Снова над ним был белый потолок. Но было тихо, ни звука. Только что-то тикало мерно и навязчиво. Иван хотел окликнуть Лидию, но изо рта вырвалось лишь хриплое мычание. Дышать было тяжело и больно.

– Молчите. Вам нельзя говорить, – над ним склонилось женское лицо в маске.

Иван все же вздохнул с трудом и услышал явственный свист. Тиканье продолжалось, и он понял, что тикает у него в голове. Женщина обтерла его лоб марлей и поднесла к пересохшим губам ложечку с водой.

– Пейте. – Он послушно глотнул и тут же зашелся хриплым неудержимым кашлем. – Пневмония у вас, двухсторонняя, крупозная, – с жалостью сказала женщина, – трое суток были без сознания. В рубашке, видно, родились. Санитар вас во дворе нашел, ночью на скамейке, раздетого, полумертвого. Еще пятнадцать минут – и не вытащили бы.

Иван молча слушал, как свистят его легкие. Ему отчаянно хотелось спросить про Лидию, но страшная слабость парализовала все его существо. Он прикрыл глаза.

– Спите, – сказала врач. – Постепенно оклемаетесь. Организм у вас крепкий, несмотря на возраст. Выкарабкаетесь.

Она что-то еще говорила, но Иван уже не слышал этого, погрузившись в спасительный сон.

Он пробыл в реанимации неделю.
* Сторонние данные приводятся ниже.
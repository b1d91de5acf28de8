use std::net::SocketAddr;
use std::path::PathBuf;

use thiserror::Error;

/// Error surface for the dev server runtime.
#[derive(Debug, Error)]
pub enum ServerError {
    #[error("I/O error at {path}: {source}")]
    Io {
        path: PathBuf,
        #[source]
        source: std::io::Error,
    },

    #[error("cannot listen on {addr}: {source}")]
    Bind {
        addr: SocketAddr,
        #[source]
        source: std::io::Error,
    },

    #[error("server task failed: {0}")]
    Join(#[from] tokio::task::JoinError),
}

pub(crate) fn io_err(path: impl Into<PathBuf>, source: std::io::Error) -> ServerError {
    ServerError::Io {
        path: path.into(),
        source,
    }
}
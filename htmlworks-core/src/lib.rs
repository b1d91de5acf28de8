//! HTML Works core library: configuration, path types, and tree scanning.
//!
//! - [`config`]: `htmlworks.toml` loading and `init` scaffolding
//! - [`types`]: [`RelativePath`] and [`SourceRoot`]
//! - [`scan`]: recursive listing with dotfile and exclusion rules
//! - [`error`]: [`ConfigError`], [`ScanError`]

pub mod config;
pub mod error;
pub mod scan;
pub mod types;

pub use config::{Config, DirectoriesConfig, GenerateConfig, InitOutcome, ServerConfig};
pub use error::{ConfigError, ScanError};
pub use scan::scan;
pub use types::{RelativePath, RootKind, SourceRoot};
//! Template library: every file under the content root, addressable by its
//! [`RelativePath`] for `include`, `extends`, and `import`.
//!
//! The library deliberately includes the exclusion directory, since that is
//! where partials live. Files that are not UTF-8, or that cannot be added to
//! the library (syntax errors, missing parents), are skipped so one broken
//! partial does not take down unrelated pages. A page that actually depends
//! on a skipped file fails on its own when rendered.

use std::path::Path;

use tera::Tera;

use htmlworks_core::{scan, RelativePath};

use crate::error::RenderError;
use crate::helpers;
use crate::params::extract;

/// Pre-built Tera instance holding all loadable content templates.
#[derive(Clone)]
pub struct TemplateLibrary {
    tera: Tera,
    skipped: Vec<String>,
}

impl TemplateLibrary {
    /// A library with helpers but no templates.
    pub fn empty() -> Self {
        let mut tera = Tera::default();
        helpers::register(&mut tera);
        TemplateLibrary {
            tera,
            skipped: Vec::new(),
        }
    }

    /// Load every file under `contents_root` (no exclusion).
    pub fn load(contents_root: &Path) -> Result<Self, RenderError> {
        let mut sources = Vec::new();
        for rel in scan(contents_root, "")? {
            let path = rel.to_path(contents_root);
            let bytes = match std::fs::read(&path) {
                Ok(bytes) => bytes,
                Err(err) => {
                    tracing::warn!("library: skipping unreadable {}: {}", path.display(), err);
                    continue;
                }
            };
            match String::from_utf8(bytes) {
                Ok(text) => {
                    let body = extract(&text).body.to_string();
                    sources.push((rel.0, body));
                }
                Err(_) => tracing::debug!("library: skipping non-UTF-8 {}", rel),
            }
        }
        Ok(Self::from_sources(sources))
    }

    /// Build from `(name, body)` pairs whose parameter blocks are already stripped.
    pub fn from_sources<I>(sources: I) -> Self
    where
        I: IntoIterator<Item = (String, String)>,
    {
        let mut library = Self::empty();
        let sources: Vec<(String, String)> = sources.into_iter().collect();

        let mut all = library.tera.clone();
        if all.add_raw_templates(sources.clone()).is_ok() {
            library.tera = all;
            return library;
        }

        // Something is broken. Add one at a time, retrying until no progress
        // so that children listed before their parents still get in.
        let mut pending = sources;
        loop {
            let before = pending.len();
            let mut still_pending = Vec::new();
            for (name, body) in pending {
                let mut candidate = library.tera.clone();
                match candidate.add_raw_template(&name, &body) {
                    Ok(()) => library.tera = candidate,
                    Err(_) => still_pending.push((name, body)),
                }
            }
            pending = still_pending;
            if pending.is_empty() || pending.len() == before {
                break;
            }
        }

        for (name, _) in &pending {
            tracing::debug!("library: skipping {} (does not compile)", name);
        }
        library.skipped = pending.into_iter().map(|(name, _)| name).collect();
        library
    }

    /// Names left out because they do not compile.
    pub fn skipped(&self) -> &[String] {
        &self.skipped
    }

    pub fn contains(&self, rel: &RelativePath) -> bool {
        self.tera.get_template_names().any(|n| n == rel.as_str())
    }

    pub(crate) fn tera(&self) -> &Tera {
        &self.tera
    }
}

impl Default for TemplateLibrary {
    fn default() -> Self {
        Self::empty()
    }
}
Постепенно уколы и капельницы сделали свое дело – температура, долго державшаяся на максимальной отметке, поползла вниз, свист в груди прекратился, кашель сделался влажным, и стало возможно без боли делать вдох и выдох.

Каждый день к нему приходила Маша, молча сидела рядом, смотрела грустными глазами. Пару раз приехал Борька, неловко топтался рядом с высокой реанимационной кроватью, вздыхал, теребил только-только отпущенную светлую бородку. Заходил и Трефилов. Он выглядел подавленным и виноватым.

– Ну как же так, Иван Павлович? Недооценили мы ваше состояние, надо было смотреть за вами лучше. Не засни Оксана, вы бы не выскочили на улицу в холод в одной рубашке.

Его тон был настолько искренним и ласковым, что Иван растрогался почти до слез. Вот ведь какой человек, добрая душа. Слова худого не скажет, несмотря на то что Иван его под монастырь подвел своей ночной прогулкой: случись что нехорошее, врачу пришлось бы отвечать. Да и жалко трудов, потраченных на его лечение от язвы.

Иван невольно пожалел, что его сын не Антон Александрович, а Борька, равнодушный и слушающий лишь свою Зойку.

Трефилов еще немного посидел, рассказал пару смешных анекдотов, оставил у Ивана на тумбочке два румяных яблока и ушел.

Иван всех слушал, всем кивал, послушно подставлял руки под капельницы, а зад под уколы. Но в голове его зрели неведомые никому планы. Он думал, как ему отыскать Лидию. Видимо, она действительно призрак, но что это меняет? Они нужны друг другу; если она может приходить к нему в этот мир – значит, они могут встречаться.

Если бы мысли Ивана кто-то озвучил, всем без исключения было бы ясно, что это мысли сумасшедшего. Допившегося до чертей, до белочки, человека. Однако самому ему так не казалось. Он отлично помнил на ощупь пальцы Лидии, в ушах у него звучал ее голос, перед глазами стояло красивое бледное лицо. Она была для него реальностью, чудесной реальностью, которую нельзя потерять ни за какие коврижки.

Иван терпеливо ждал. Его перевели в палату. По ночам он вставал и смотрел в окно на совсем юный растущий лунный серп. Смотрел, как он крепнет, наливается округлостью.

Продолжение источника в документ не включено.